INSTRUCTIONS FOR THE TASK: Could you please output all of the records exactly?

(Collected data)

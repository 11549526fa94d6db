use super::*;

#[test]
fn test_defaults() {
    let config = QuickTapConfig::default();
    assert_eq!(config.touch_boundary, 10.0);
    assert_eq!(config.tap_delay, Duration::from_millis(200));
    assert_eq!(config.tap_timeout, Duration::from_millis(700));
    assert_eq!(config.tap_delay_ms(), 200.0);
    assert_eq!(config.tap_timeout_ms(), 700.0);
}

#[test]
fn test_builder_overrides() {
    let config = QuickTapConfig::new()
        .with_touch_boundary(4.0)
        .with_tap_delay(Duration::from_millis(50))
        .with_tap_timeout(Duration::from_millis(1500));
    assert_eq!(config.normalized(), config);
}

#[test]
fn test_falsy_values_fall_back_to_defaults() {
    let config = QuickTapConfig::new()
        .with_touch_boundary(0.0)
        .with_tap_delay(Duration::ZERO)
        .with_tap_timeout(Duration::ZERO)
        .normalized();
    assert_eq!(config, QuickTapConfig::default());

    let nan = QuickTapConfig::new().with_touch_boundary(f64::NAN).normalized();
    assert_eq!(nan.touch_boundary, DEFAULT_TOUCH_BOUNDARY);
}

#[test]
fn test_raw_script_options() {
    let config = QuickTapConfig::from_raw(Some(25.0), None, Some(1000.0));
    assert_eq!(config.touch_boundary, 25.0);
    assert_eq!(config.tap_delay, DEFAULT_TAP_DELAY);
    assert_eq!(config.tap_timeout, Duration::from_millis(1000));

    let rejected = QuickTapConfig::from_raw(Some(-1.0), Some(-5.0), Some(f64::INFINITY));
    assert_eq!(rejected, QuickTapConfig::default());
}

#[test]
fn test_oversized_script_options_fall_back_to_defaults() {
    let config = QuickTapConfig::from_raw(None, Some(1e30), Some(f64::MAX));
    assert_eq!(config.tap_delay, DEFAULT_TAP_DELAY);
    assert_eq!(config.tap_timeout, DEFAULT_TAP_TIMEOUT);

    // Large but representable values are kept.
    let long = QuickTapConfig::from_raw(None, Some(1e9), None);
    assert_eq!(long.tap_delay, Duration::from_secs(1_000_000));
}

EXPECTED ANSWER:
repository 11549526fa94d6db
use super::*;

#[test]
fn test_defaults() {
    let config = QuickTapConfig::default();
    assert_eq!(config.touch_boundary, 10.0);
    assert_eq!(config.tap_delay, Duration::from_millis(200));
    assert_eq!(config.tap_timeout, Duration::from_millis(700));
    assert_eq!(config.tap_delay_ms(), 200.0);
    assert_eq!(config.tap_timeout_ms(), 700.0);
}

#[test]
fn test_builder_overrides() {
    let config = QuickTapConfig::new()
        .with_touch_boundary(4.0)
        .with_tap_delay(Duration::from_millis(50))
        .with_tap_timeout(Duration::from_millis(1500));
    assert_eq!(config.normalized(), config);
}

#[test]
fn test_falsy_values_fall_back_to_defaults() {
    let config = QuickTapConfig::new()
        .with_touch_boundary(0.0)
        .with_tap_delay(Duration::ZERO)
        .with_tap_timeout(Duration::ZERO)
        .normalized();
    assert_eq!(config, QuickTapConfig::default());

    let nan = QuickTapConfig::new().with_touch_boundary(f64::NAN).normalized();
    assert_eq!(nan.touch_boundary, DEFAULT_TOUCH_BOUNDARY);
}

#[test]
fn test_raw_script_options() {
    let config = QuickTapConfig::from_raw(Some(25.0), None, Some(1000.0));
    assert_eq!(config.touch_boundary, 25.0);
    assert_eq!(config.tap_delay, DEFAULT_TAP_DELAY);
    assert_eq!(config.tap_timeout, Duration::from_millis(1000));

    let rejected = QuickTapConfig::from_raw(Some(-1.0), Some(-5.0), Some(f64::INFINITY));
    assert_eq!(rejected, QuickTapConfig::default());
}

#[test]
fn test_oversized_script_options_fall_back_to_defaults() {
    let config = QuickTapConfig::from_raw(None, Some(1e30), Some(f64::MAX));
    assert_eq!(config.tap_delay, DEFAULT_TAP_DELAY);
    assert_eq!(config.tap_timeout, DEFAULT_TAP_TIMEOUT);

    // Large but representable values are kept.
    let long = QuickTapConfig::from_raw(None, Some(1e9), None);
    assert_eq!(long.tap_delay, Duration::from_secs(1_000_000));
}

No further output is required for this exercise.